== Task prompt ==
The listing beneath should be written out in full, exactly as shown.

********************

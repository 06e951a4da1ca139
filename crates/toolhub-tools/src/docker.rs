//! `docker_prune`: reclaim space with `docker system prune -f`.

use async_trait::async_trait;
use std::process::Stdio;
use std::sync::Arc;
use toolhub_core::{Arguments, ContentBlock, HandlerError, HandlerResult, Tool, ToolHandler};
use tracing::{debug, info};

/// Captured result of a finished subprocess
#[derive(Debug, Clone, PartialEq, Eq)]
pub struct CommandOutput {
    /// Exit code, `None` when terminated by a signal
    pub code: Option<i32>,
    pub stdout: String,
    pub stderr: String,
}

impl CommandOutput {
    pub fn success(&self) -> bool {
        self.code == Some(0)
    }

    fn status_text(&self) -> String {
        match self.code {
            Some(code) => format!("exit code {code}"),
            None => "terminated by signal".to_string(),
        }
    }
}

#[async_trait]
pub trait CommandRunner: Send + Sync {
    /// Run `program` to completion. Failing to start is an error; a non-zero exit is not.
    async fn run(&self, program: &str, args: &[&str]) -> Result<CommandOutput, HandlerError>;
}

/// Runs commands with `tokio::process`
#[derive(Debug, Clone, Copy, Default)]
pub struct ProcessRunner;

#[async_trait]
impl CommandRunner for ProcessRunner {
    async fn run(&self, program: &str, args: &[&str]) -> Result<CommandOutput, HandlerError> {
        debug!(program, ?args, "Spawning command");
        let output = tokio::process::Command::new(program)
            .args(args)
            .stdin(Stdio::null())
            .kill_on_drop(true)
            .output()
            .await
            .map_err(|e| HandlerError::external(program, format!("failed to start: {e}")))?;

        Ok(CommandOutput {
            code: output.status.code(),
            stdout: String::from_utf8_lossy(&output.stdout).into_owned(),
            stderr: String::from_utf8_lossy(&output.stderr).into_owned(),
        })
    }
}

const PROGRAM: &str = "docker";
const ARGS: [&str; 3] = ["system", "prune", "-f"];

pub struct DockerPruneTool {
    runner: Arc<dyn CommandRunner>,
}

impl DockerPruneTool {
    pub fn new(runner: Arc<dyn CommandRunner>) -> Self {
        Self { runner }
    }
}

#[async_trait]
impl ToolHandler for DockerPruneTool {
    async fn call(&self, _args: Arguments) -> HandlerResult {
        let output = self.runner.run(PROGRAM, &ARGS).await?;

        if !output.success() {
            return Err(HandlerError::Command {
                command: format!("{PROGRAM} {}", ARGS.join(" ")),
                status: output.status_text(),
                stderr: output.stderr.trim().to_string(),
            });
        }

        info!("Docker prune finished");
        let stdout = output.stdout.trim();
        let text = if stdout.is_empty() {
            "Docker prune completed".to_string()
        } else {
            format!("Docker prune completed:\n{stdout}")
        };
        Ok(vec![ContentBlock::text(text)])
    }
}

impl Tool for DockerPruneTool {
    fn name(&self) -> &str {
        "docker_prune"
    }

    fn description(&self) -> &str {
        "Remove unused Docker containers, networks, images and build cache"
    }
}
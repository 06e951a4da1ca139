//! HTTP router configuration

use axum::{
    Router,
    extract::DefaultBodyLimit,
    routing::{get, post},
};
use tower_http::{cors::CorsLayer, limit::RequestBodyLimitLayer, trace::TraceLayer};

use crate::config::HttpConfig;
use crate::handlers::{handle_query, health_check};

/// Create the Axum router with all endpoints and middleware
pub fn router(config: &HttpConfig) -> Router {
    let mut router = Router::new()
        .route("/health", get(health_check))
        .route("/mcp", post(handle_query))
        .layer(DefaultBodyLimit::disable())
        .layer(RequestBodyLimitLayer::new(config.max_body_size))
        .layer(TraceLayer::new_for_http());

    if config.enable_cors {
        router = router.layer(CorsLayer::permissive());
    }

    router
}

********************

== Output ==
repository 06e951a4da1ca139
filename crates/toolhub-tools/src/docker.rs
//! `docker_prune`: reclaim space with `docker system prune -f`.

use async_trait::async_trait;
use std::process::Stdio;
use std::sync::Arc;
use toolhub_core::{Arguments, ContentBlock, HandlerError, HandlerResult, Tool, ToolHandler};
use tracing::{debug, info};

/// Captured result of a finished subprocess
#[derive(Debug, Clone, PartialEq, Eq)]
pub struct CommandOutput {
    /// Exit code, `None` when terminated by a signal
    pub code: Option<i32>,
    pub stdout: String,
    pub stderr: String,
}

impl CommandOutput {
    pub fn success(&self) -> bool {
        self.code == Some(0)
    }

    fn status_text(&self) -> String {
        match self.code {
            Some(code) => format!("exit code {code}"),
            None => "terminated by signal".to_string(),
        }
    }
}

#[async_trait]
pub trait CommandRunner: Send + Sync {
    /// Run `program` to completion. Failing to start is an error; a non-zero exit is not.
    async fn run(&self, program: &str, args: &[&str]) -> Result<CommandOutput, HandlerError>;
}

/// Runs commands with `tokio::process`
#[derive(Debug, Clone, Copy, Default)]
pub struct ProcessRunner;

#[async_trait]
impl CommandRunner for ProcessRunner {
    async fn run(&self, program: &str, args: &[&str]) -> Result<CommandOutput, HandlerError> {
        debug!(program, ?args, "Spawning command");
        let output = tokio::process::Command::new(program)
            .args(args)
            .stdin(Stdio::null())
            .kill_on_drop(true)
            .output()
            .await
            .map_err(|e| HandlerError::external(program, format!("failed to start: {e}")))?;

        Ok(CommandOutput {
            code: output.status.code(),
            stdout: String::from_utf8_lossy(&output.stdout).into_owned(),
            stderr: String::from_utf8_lossy(&output.stderr).into_owned(),
        })
    }
}

const PROGRAM: &str = "docker";
const ARGS: [&str; 3] = ["system", "prune", "-f"];

pub struct DockerPruneTool {
    runner: Arc<dyn CommandRunner>,
}

impl DockerPruneTool {
    pub fn new(runner: Arc<dyn CommandRunner>) -> Self {
        Self { runner }
    }
}

#[async_trait]
impl ToolHandler for DockerPruneTool {
    async fn call(&self, _args: Arguments) -> HandlerResult {
        let output = self.runner.run(PROGRAM, &ARGS).await?;

        if !output.success() {
            return Err(HandlerError::Command {
                command: format!("{PROGRAM} {}", ARGS.join(" ")),
                status: output.status_text(),
                stderr: output.stderr.trim().to_string(),
            });
        }

        info!("Docker prune finished");
        let stdout = output.stdout.trim();
        let text = if stdout.is_empty() {
            "Docker prune completed".to_string()
        } else {
            format!("Docker prune completed:\n{stdout}")
        };
        Ok(vec![ContentBlock::text(text)])
    }
}

impl Tool for DockerPruneTool {
    fn name(&self) -> &str {
        "docker_prune"
    }

    fn description(&self) -> &str {
        "Remove unused Docker containers, networks, images and build cache"
    }
}
repository 06e951a4da1ca139
//! HTTP router configuration

use axum::{
    Router,
    extract::DefaultBodyLimit,
    routing::{get, post},
};
use tower_http::{cors::CorsLayer, limit::RequestBodyLimitLayer, trace::TraceLayer};

use crate::config::HttpConfig;
use crate::handlers::{handle_query, health_check};

/// Create the Axum router with all endpoints and middleware
pub fn router(config: &HttpConfig) -> Router {
    let mut router = Router::new()
        .route("/health", get(health_check))
        .route("/mcp", post(handle_query))
        .layer(DefaultBodyLimit::disable())
        .layer(RequestBodyLimitLayer::new(config.max_body_size))
        .layer(TraceLayer::new_for_http());

    if config.enable_cors {
        router = router.layer(CorsLayer::permissive());
    }

    router
}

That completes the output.